One eye-opener was his chapter on pace and posture, something that more fly-fishing books could profitably emphasize. Pace is a matter of knowing when to persevere and when to move on when prospecting likely lies or targeting rising fish, when to fish all the water and when to target only high-percentage places. Weamer stresses that the pace at which you f ish should be a function of your goals. As he notes, “Most fishermen decide they’re going fishing without any real thought as to what they want to achieve that day. This is a fine approach if you truly have no expectations, and you’ll be happy with whatever the day brings: the stereotypical response is, ‘It was just good to be out there. The fish are just a bonus.’” But if you have a goal — if you “want to catch only big fish, a lot of fish, difficult fish, or any other specific type of fish” — it determines the pace at which you fish, skipping a lot of holding water in search of big risers, for example. More mundanely, he also insists that when moving from place to place along a pool or run, you should reel up and place the fly in your hook keeper, rather than letting it dangle in the water or holding the fly in you hand and letting the leader and line dangle, because “the sagging line invariably catches something, and now you’ve got to spend time untangling the mess you created.” OMG yes.

And his take on posture is balm to my sore joints. Weamer insists that when targeting surface-feeding fish, hunching over to lower your profile, dropping to a knee, hiding behind structure, or crawling on your belly like a reptile isn’t as important as it’s cracked up to be. In fact, “most of the time, anglers can’t cast well when they contort themselves into these positions. So instead of potentially scaring the fish by standing too upright, they definitely scare the fish when they make a lousy cast because they’re contorted like a yoga instructor. I’ve found that many of the things we think will scare fish won’t, if they’re done slowly, incrementally.” He advocates sneaking up on a fish when wading by taking a step every time it rises, when it’s preoccupied. He also stresses that your posture affects the accuracy of your casts, because where your hips point, your cast will go.
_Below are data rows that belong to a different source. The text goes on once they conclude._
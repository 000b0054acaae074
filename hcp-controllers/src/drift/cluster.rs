//! Parent-check drift for clusters.

use crate::billing;
use crate::gc;
use async_trait::async_trait;
use hcp_clients::ocm::ClusterService;
use hcp_clients::store::{Docs, StoreBackend};
use hcp_core::documents::{BillingDocument, ClusterDocument};
use hcp_core::{ClusterKey, ResourceKey};
use hcp_runtime::{BoxError, Clock, Cooldown, Syncer};
use std::sync::Arc;
use tokio_util::sync::CancellationToken;
use tracing::{debug, info};

/// Confirms a cluster's remote counterpart still exists; when the cluster
/// service reports not-found, stamps the billing document and cascade-deletes
/// the local hierarchy. The stamp happens first so a crashed run leaves the
/// teardown restartable.
pub struct ClusterDriftSyncer {
    backend: Arc<dyn StoreBackend>,
    clusters: Docs<ClusterDocument>,
    billing: Docs<BillingDocument>,
    cluster_service: Arc<dyn ClusterService>,
    clock: Arc<dyn Clock>,
    cooldown: Arc<dyn Cooldown<ClusterKey>>,
}

impl ClusterDriftSyncer {
    #[must_use]
    pub fn new(
        backend: Arc<dyn StoreBackend>,
        cluster_service: Arc<dyn ClusterService>,
        clock: Arc<dyn Clock>,
        cooldown: Arc<dyn Cooldown<ClusterKey>>,
    ) -> Self {
        Self {
            clusters: Docs::new(Arc::clone(&backend)),
            billing: Docs::new(Arc::clone(&backend)),
            backend,
            cluster_service,
            clock,
            cooldown,
        }
    }
}

#[async_trait]
impl Syncer for ClusterDriftSyncer {
    type Key = ClusterKey;

    async fn sync_once(
        &self,
        _shutdown: &CancellationToken,
        key: &ClusterKey,
    ) -> Result<(), BoxError> {
        let Some(cluster) = self.clusters.try_get(&key.resource_id()).await? else {
            return Ok(());
        };
        let Some(internal_id) = &cluster.internal_id else {
            debug!(%key, "cluster not yet created remotely, nothing to compare");
            return Ok(());
        };

        match self.cluster_service.get_cluster(internal_id).await {
            Ok(_) => Ok(()),
            Err(err) if err.is_not_found() => {
                info!(%key, "remote cluster is gone, finalising local hierarchy");
                billing::stamp_deletion(&self.billing, key, self.clock.now()).await?;
                gc::delete_recursively(&self.backend, &key.resource_id()).await?;
                Ok(())
            }
            Err(err) => Err(err.into()),
        }
    }

    fn cooldown(&self) -> Arc<dyn Cooldown<ClusterKey>> {
        Arc::clone(&self.cooldown)
    }
}
//! Injectable wall clock.
//!
//! Condition timestamps and operation transitions read wall time through
//! this trait so tests can advance time deterministically.

use chrono::{DateTime, Duration, Utc};
use parking_lot::Mutex;
use std::sync::Arc;

pub trait Clock: Send + Sync + 'static {
    fn now(&self) -> DateTime<Utc>;
}

/// The real wall clock.
#[derive(Debug, Clone, Copy, Default)]
pub struct SystemClock;

impl Clock for SystemClock {
    fn now(&self) -> DateTime<Utc> {
        Utc::now()
    }
}

/// A clock that only moves when told to.
#[derive(Clone)]
pub struct ManualClock {
    now: Arc<Mutex<DateTime<Utc>>>,
}

impl ManualClock {
    #[must_use]
    pub fn at(start: DateTime<Utc>) -> Self {
        Self {
            now: Arc::new(Mutex::new(start)),
        }
    }

    pub fn set(&self, now: DateTime<Utc>) {
        *self.now.lock() = now;
    }

    pub fn advance(&self, by: Duration) {
        let mut now = self.now.lock();
        *now += by;
    }
}

impl Clock for ManualClock {
    fn now(&self) -> DateTime<Utc> {
        *self.now.lock()
    }
}
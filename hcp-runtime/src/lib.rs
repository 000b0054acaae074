//! Reconciliation runtime for the HCP backend.
//!
//! The runtime drives each tracked resource from its recorded state toward
//! its desired state: informers turn list snapshots or change feeds into
//! events, cooldowns throttle per-key enqueueing, a de-duplicating
//! rate-limited work queue feeds a pool of workers, and every sync attempt
//! leaves an up-to-date controller condition on the resource it touched.
//!
//! Reconcilers supply a [`Syncer`]; everything else here is generic over the
//! key type.

pub mod clock;
pub mod controller;
pub mod cooldown;
pub mod informer;
pub mod queue;
pub mod status;

pub use clock::{Clock, ManualClock, SystemClock};
pub use controller::{Controller, KeyEnumerator, ReconcileError, Syncer};
pub use cooldown::{ActiveOperationLister, Cooldown, OperationAwareCooldown, TimeCooldown};
pub use informer::{EventHandler, Informer, PollInformer, PushInformer, ResourceEvent, SourceEvent};
pub use queue::WorkQueue;
pub use status::StatusWriter;

pub use hcp_clients::BoxError;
Dry Fly Strategies is the first volume in Stackpole’s Fly Fishing Essentials series. Publishing it is a timely move, and because Weamer knows his stuff and can explain what and how we do what we do, even damp-fly purists like me can learn from returning to the basics.

Bud Bynack


Classics Revisited

With Michael Checchio

Misadventures of a Fly Fisherman: My Life With and Without Papa

By Jack Hemingway. Published by McGrawHill, 1986.

To the world at large, Jack Hemingway was known as the son of “Papa” Ernest Hemingway and the father of Mariel and Margaux. “I spent the first 50 years of my life being the son of a famous father and am now spending the last 50 years as the father of famous daughters,” as he put it in his autobiography, Misadventures of a Fly Fisherman. But to the fly-fishing fraternity, he was known as a world-class angler, conservationist, and a man who led quite an enviable life despite hardships and tragedies. In their eyes, Jack was a much a better fly fisher than Ernest ever was.

Jack was born in Toronto on October 10, 1923. Christened John Hadley Nicanor Hemingway, he had been named in honor of his mother, Hadley Richardson, and a Spanish matador his father particularly admired. Ernest had started a job as a reporter at the Toronto Star, but four months after Jack was born, the family slipped quietly past the landlord, running out on the lease, and boarded a Cunard passenger liner bound for France.

Jack would spend his first five years growing up in Paris, speaking French before he ever learned English and playing in the Austrian Alps on family vacations while his father wrote the fiction that would change world literature. Ernest was earning money as a freelance journalist, but mainly living off his wife’s small inheritance. Jack’s first memory of fishing was watching anglers dangling lines in the Seine in the middle of Paris. His godparents were Gertrude Stein and Alice B. Toklas. He waddled at the feet of James Joyce, Ezra Pound, and John

Dos Passos. He was nicknamed Bumby for his plump, teddy-bear features and happy personality. His nickname stuck with him through life, but Ernest always addressed him as Schatz, German for “treasure.”

Jack was five when his parents divorced. Hadley had learned of Ernest’s affair with Pauline Pfeiffer, a Midwest heiress who would soon become the author’s second wife. Shortly after the divorce, Hadley would marry Paul Mowrer, a foreign correspondent she knew in Paris. Jack always bore a strong resemblance to Ernest, but in temperament was far more like Hadley. More easy-going and less driven than his old man, he had a sunny disposition that helped him overcome trauma and later live a life that in some ways was more exemplary than that of his highly competitive and distant father. But what they always had between them was a love of fishing and the outdoors.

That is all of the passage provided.